Strain-wise comparisons

Conceptually, analysis of mouse cecum communities by clustering sequences into operational units (OTUs) differs from analysis based on phylogenetic sequence information, but both methods produced similar results for both SSU rRNA gene hypervariable regions, and consistent differences between strains were found. Nonmetric multidimensional scaling (NMDS) of Bray–Curtis similarity matrices for OTU-based clustering (Figures 1 and 2) provided similar visual separation by strain as principal coordinates analysis of UniFrac distance matrices (Supplementary Figures S3 and S4). Subsampling to achieve equal sequencing depth for each sample resulted in slightly lower explained variation for either hypervariable region, but mice appeared to separate more clearly by strain with equal sequencing depth (Supplementary Figures S3 and S4). Although explained variation was enhanced in UniFrac analysis of V4 sequences, groupwise separation of strains was reduced. It is possible that this is a result of the larger number of samples sequenced and number of sequences per sample in the V4 data set. However, it is evident from both analyses that BL6J, C3HRI, DBAJR, PWK and WSB strains harbored distinct microbial assemblages, whereas individual variation appeared higher within 129S1, AJ, CAST, NOD and NZO strains.

Figure 1
figure 1

Nonmetric multidimensional scaling (NMDS) representation of OTU-based clustering (0.03 genetic distance) of data from the V1-2 hypervariable region of SSU rRNA gene. Counts of each OTU within each mouse (n=59) were standardized to percentage, square-root transformed and a Bray–Curtis similarity matrix was calculated.

Figure 2
figure 2

NMDS representation of OTU-based clustering (0.03 genetic distance) of data from the V4 hypervariable region of SSU rRNA gene. Counts of each OTU within each mouse (n=94) were standardized to percentage, square-root transformed and a Bray–Curtis similarity matrix was calculated.

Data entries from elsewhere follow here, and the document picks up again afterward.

#[cfg(test)]
mod tests {
    use super::*;
    use crate::matcher::IncorrectReason;
    use crate::model::Level;
    use crate::source::RawGroup;
    use crate::traits::ManualClock;
    use serde_json::json;

    fn corpus() -> ValidatedCorpus {
        let kasus = vec![
            json!({
                "id": "k1", "level": "A2.1", "verb": "helfen",
                "checklist_item": "kasus", "task_type": "multiple_choice",
                "sentence": "Ich helfe … Mann.", "solution": "dem",
                "choices": ["dem", "den", "der"]
            }),
            json!({
                "id": "k2", "level": "A2.1", "verb": "sehen",
                "checklist_item": "kasus", "task_type": "fill_blank",
                "sentence": "Ich ___ ein__ gut__ Film.",
                "solution": ["sehe", "einen", "guten"]
            }),
            json!({
                "id": "k3", "level": "A2.1", "verb": "geben",
                "checklist_item": "kasus", "task_type": "fill_blank",
                "sentence": "Ich gebe ___ Kind das Buch.", "solution": "dem"
            }),
        ];
        let reflexiv = vec![json!({
            "id": "r1", "level": "A2.1", "verb": "sich freuen",
            "checklist_item": "reflexiv", "task_type": "reorder",
            "sentence": "freue / mich / ich / auf den Urlaub",
            "solution": ["Ich", "freue", "mich", "auf den Urlaub"]
        })];
        ValidatedCorpus::build(&[
            RawGroup::new(Level::A2_1, ChecklistItem::Kasus, kasus),
            RawGroup::new(Level::A2_1, ChecklistItem::Reflexiv, reflexiv),
        ])
        .unwrap()
    }

    fn correct_answer(record: &ExerciseRecord) -> Answer {
        match &record.solution {
            crate::model::Solution::Single(s) => Answer::Single(s.clone()),
            crate::model::Solution::Sequence(parts) => Answer::Sequence(parts.clone()),
        }
    }

    #[test]
    fn operations_before_load() {
        let corpus = corpus();
        let mut session = PracticeSession::new(&corpus, SessionConfig::default());
        assert_eq!(session.phase(), SessionPhase::Idle);
        assert_eq!(session.next().unwrap_err(), SessionError::SessionNotLoaded);
        assert_eq!(
            session.submit(&"dem".into()).unwrap_err(),
            SessionError::SessionNotLoaded
        );
        assert_eq!(session.finalize().unwrap_err(), SessionError::SessionNotLoaded);
        assert!(session.progress().is_none());
    }

    #[test]
    fn empty_filter_result() {
        let corpus = corpus();
        let mut session = PracticeSession::new(&corpus, SessionConfig::default());
        let filter = ExerciseFilter::default().level(Level::B1_2);
        assert_eq!(session.load(filter).unwrap_err(), SessionError::EmptyFilterResult);
        assert_eq!(session.phase(), SessionPhase::Idle);
    }

    #[test]
    fn queue_length_matches_filter() {
        let corpus = corpus();
        let mut session = PracticeSession::new(&corpus, SessionConfig::default());
        let filter = ExerciseFilter::default().checklist_item(ChecklistItem::Kasus);
        let expected = corpus.select(&filter).len();
        assert_eq!(session.load(filter).unwrap(), expected);
        assert_eq!(session.queue_ids(), vec!["k1", "k2", "k3"]);
        assert_eq!(session.phase(), SessionPhase::Loaded);
    }

    #[test]
    fn next_does_not_advance() {
        let corpus = corpus();
        let mut session = PracticeSession::new(&corpus, SessionConfig::default());
        session.load(ExerciseFilter::default()).unwrap();
        assert_eq!(session.next().unwrap().id, "k1");
        assert_eq!(session.next().unwrap().id, "k1");
        assert_eq!(
            session.progress(),
            Some(Progress {
                position: 1,
                total: 4
            })
        );
    }

    #[test]
    fn full_session_counts() {
        let corpus = corpus();
        let mut session = PracticeSession::new(&corpus, SessionConfig::default());
        let len = session.load(ExerciseFilter::default()).unwrap();

        let mut expected_correct = 0;
        for i in 0..len {
            let record = session.next().unwrap();
            let answer = if i % 2 == 0 {
                expected_correct += 1;
                correct_answer(record)
            } else {
                Answer::Single("falsch".into())
            };
            let submission = session.submit(&answer).unwrap();
            assert_eq!(submission.exercise_id, record.id);
        }

        assert_eq!(session.phase(), SessionPhase::Completed);
        assert_eq!(session.next().unwrap_err(), SessionError::SessionCompleted);
        assert_eq!(
            session.submit(&"dem".into()).unwrap_err(),
            SessionError::SessionCompleted
        );

        let summary = session.finalize().unwrap();
        assert_eq!(summary.attempted, len);
        assert_eq!(summary.correct, expected_correct);
        assert_eq!(
            summary.correct,
            summary.results.iter().filter(|r| r.verdict.is_correct()).count()
        );
        assert_eq!(summary.by_checklist_item[&ChecklistItem::Kasus].attempted, 3);
        assert_eq!(summary.by_checklist_item[&ChecklistItem::Reflexiv].attempted, 1);
    }

    #[test]
    fn submit_transitions_to_in_progress() {
        let corpus = corpus();
        let mut session = PracticeSession::new(&corpus, SessionConfig::default());
        session.load(ExerciseFilter::default()).unwrap();
        let submission = session.submit(&"dem".into()).unwrap();
        assert!(submission.outcome.verdict.is_correct());
        assert_eq!(submission.phase, SessionPhase::InProgress);
        assert_eq!(session.next().unwrap().id, "k2");
    }

    #[test]
    fn load_while_active_is_rejected() {
        let corpus = corpus();
        let mut session = PracticeSession::new(&corpus, SessionConfig::default());
        session.load(ExerciseFilter::default()).unwrap();
        assert_eq!(
            session.load(ExerciseFilter::default()).unwrap_err(),
            SessionError::SessionActive
        );
        session.finalize().unwrap();
        assert!(session.load(ExerciseFilter::default()).is_ok());
        assert!(session.results().is_empty());
    }

    #[test]
    fn finalize_is_idempotent() {
        let corpus = corpus();
        let mut session = PracticeSession::new(&corpus, SessionConfig::default());
        session.load(ExerciseFilter::default()).unwrap();
        session.submit(&"dem".into()).unwrap();
        let first = session.finalize().unwrap();
        let second = session.finalize().unwrap();
        assert_eq!(first, second);
        assert_eq!(first.attempted, 1);
        assert_eq!(first.queue_len, 4);
        assert_eq!(session.phase(), SessionPhase::Completed);
    }

    #[test]
    fn reset_returns_to_idle() {
        let corpus = corpus();
        let mut session = PracticeSession::new(&corpus, SessionConfig::default());
        session.load(ExerciseFilter::default()).unwrap();
        session.submit(&"dem".into()).unwrap();
        session.reset();
        assert_eq!(session.phase(), SessionPhase::Idle);
        assert!(session.results().is_empty());
        assert_eq!(session.next().unwrap_err(), SessionError::SessionNotLoaded);
        session.reset();
        assert_eq!(corpus.len(), 4);
    }

    #[test]
    fn seeded_shuffle_is_reproducible() {
        let corpus = corpus();
        let config = SessionConfig {
            order: QueueOrder::Shuffled { seed: 7 },
            time_budget: None,
        };
        let mut a = PracticeSession::new(&corpus, config.clone());
        let mut b = PracticeSession::new(&corpus, config);
        a.load(ExerciseFilter::default()).unwrap();
        b.load(ExerciseFilter::default()).unwrap();
        assert_eq!(a.queue_ids(), b.queue_ids());

        let mut sorted = a.queue_ids();
        sorted.sort_unstable();
        assert_eq!(sorted, vec!["k1", "k2", "k3", "r1"]);
    }

    fn verb_corpus(verbs: &[&str]) -> ValidatedCorpus {
        let records = verbs
            .iter()
            .enumerate()
            .map(|(i, verb)| {
                json!({
                    "id": format!("v{i}"), "level": "A2.1", "verb": verb,
                    "checklist_item": "kasus", "task_type": "fill_blank",
                    "sentence": "Ich ___ das.", "solution": "mache"
                })
            })
            .collect();
        ValidatedCorpus::build(&[RawGroup::new(Level::A2_1, ChecklistItem::Kasus, records)])
            .unwrap()
    }

    fn served_verbs<'c>(corpus: &'c ValidatedCorpus, order: QueueOrder) -> Vec<&'c str> {
        let mut session = PracticeSession::new(
            corpus,
            SessionConfig {
                order,
                time_budget: None,
            },
        );
        session.load(ExerciseFilter::default()).unwrap();
        session
            .queue_ids()
            .into_iter()
            .map(|id| corpus.get(id).unwrap().verb.as_str())
            .collect()
    }

    #[test]
    fn verb_interleaving_avoids_repeats() {
        let corpus = verb_corpus(&[
            "machen", "machen", "machen", "sehen", "sehen", "helfen", "geben", "machen",
        ]);
        for seed in 0..32 {
            let verbs = served_verbs(&corpus, QueueOrder::VerbInterleaved { seed });
            assert_eq!(verbs.len(), 8);
            assert!(
                verbs.windows(2).all(|w| w[0] != w[1]),
                "seed {seed} repeated a verb: {verbs:?}"
            );
            assert_eq!(verbs.iter().filter(|v| **v == "machen").count(), 4);
        }
    }

    #[test]
    fn verb_interleaving_repeats_only_when_forced() {
        let corpus = verb_corpus(&["machen", "machen", "machen", "sehen"]);
        let verbs = served_verbs(&corpus, QueueOrder::VerbInterleaved { seed: 3 });
        assert_eq!(verbs, vec!["machen", "sehen", "machen", "machen"]);
    }

    #[test]
    fn verb_interleaving_is_reproducible() {
        let corpus = verb_corpus(&["a", "b", "c", "a", "b", "c", "d"]);
        let order = QueueOrder::VerbInterleaved { seed: 11 };
        assert_eq!(served_verbs(&corpus, order), served_verbs(&corpus, order));
        assert_eq!(order.seed(), Some(11));
        assert_eq!(QueueOrder::Insertion.seed(), None);
    }

    #[test]
    fn timeout_overrides_correct_answer() {
        let corpus = corpus();
        let clock = ManualClock::new();
        let config = SessionConfig {
            order: QueueOrder::Insertion,
            time_budget: Some(Duration::from_secs(10)),
        };
        let mut session = PracticeSession::with_clock(&corpus, config, clock.clone());
        session.load(ExerciseFilter::default()).unwrap();

        session.next().unwrap();
        clock.advance(Duration::from_secs(11));
        let submission = session.submit(&"dem".into()).unwrap();
        assert_eq!(
            submission.outcome.verdict,
            Verdict::Incorrect(IncorrectReason::Timeout)
        );
        assert_eq!(submission.elapsed, Duration::from_secs(11));

        session.next().unwrap();
        clock.advance(Duration::from_secs(10));
        let submission = session
            .submit(&vec!["sehe", "einen", "guten"].into())
            .unwrap();
        assert!(submission.outcome.verdict.is_correct());

        let summary = session.finalize().unwrap();
        assert_eq!(summary.timeouts, 1);
        assert_eq!(summary.correct, 1);
        assert_eq!(summary.results[0].elapsed_ms, 11_000);
    }

    #[test]
    fn timer_starts_when_exercise_is_served() {
        let corpus = corpus();
        let clock = ManualClock::new();
        let config = SessionConfig {
            order: QueueOrder::Insertion,
            time_budget: Some(Duration::from_secs(5)),
        };
        let mut session = PracticeSession::with_clock(&corpus, config, clock.clone());
        session.load(ExerciseFilter::default()).unwrap();

        clock.advance(Duration::from_secs(60));
        session.next().unwrap();
        clock.advance(Duration::from_secs(2));
        assert!(session.submit(&"dem".into()).unwrap().outcome.verdict.is_correct());
    }

    #[test]
    fn untimed_sessions_never_time_out() {
        let corpus = corpus();
        let clock = ManualClock::new();
        let mut session =
            PracticeSession::with_clock(&corpus, SessionConfig::default(), clock.clone());
        session.load(ExerciseFilter::default()).unwrap();
        session.next().unwrap();
        clock.advance(Duration::from_secs(3600));
        assert!(session.submit(&"dem".into()).unwrap().outcome.verdict.is_correct());
    }

    #[test]
    fn independent_sessions_share_one_corpus() {
        let corpus = corpus();
        let mut a = PracticeSession::new(&corpus, SessionConfig::default());
        let mut b = PracticeSession::new(&corpus, SessionConfig::default());
        a.load(ExerciseFilter::default().checklist_item(ChecklistItem::Reflexiv))
            .unwrap();
        b.load(ExerciseFilter::default()).unwrap();
        a.submit(&vec!["Ich", "freue", "mich", "auf den Urlaub"].into())
            .unwrap();
        assert_eq!(a.phase(), SessionPhase::Completed);
        assert_eq!(b.phase(), SessionPhase::Loaded);
        assert_eq!(b.next().unwrap().id, "k1");
    }
}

Hierarchical clustering was also used to visualize relationships of individual mice for OTU-based clustering. Branching of V1-2 based on OTUs largely adhered to strain identification of individuals, with most strains condensing to discreet nodes of the dendrogram. Strains BL6J and PWK appeared to be most distinct from other strains with OTUs, but most strains separated into distinct clades. Some overlap was seen in one individual of both 129S1 and NZO with NOD. NOD mice appeared to be the least cohesive strain (Supplementary Figure S5). Similarly, the V4 region OTUs (Supplementary Figure S6) showed clear separation of strains in good agreement with nonmetric multidimensional scaling plots, with BL6J appearing most distinct. Again, even though several strains had one individual outlier, they were quite different from one another. Strains C3HRI and DBAJR had the lowest intrastrain variation (Supplementary Figure S6).

Strain-wise separation of UniFrac clusters for V1-2 data (Supplementary Figure S7) was comparable to OTU-based data. BL6J and NOD mice were broken into two clusters, and an individual from 129S1 and CAST failed to congregate with their strains. BL6J appeared to separate by sex. WSB individuals were more cohesive in this UniFrac analysis than was observed for OTUs (Figure 4). UniFrac clustering for V4 for individual mice (Supplementary Figure S8) also showed similar results to OTU data, but OTU-based clusters (Supplementary Figure S6) were separated better by strain. However, individuals of 129S1, CAST and NZO fragmented into separate clades. Moreover, 5 out of 10 strains had at least 1 individual that did not congregate with their respective strains, but this could not be linked to either maternal or caging factors and likely reflects stochastic community assembly.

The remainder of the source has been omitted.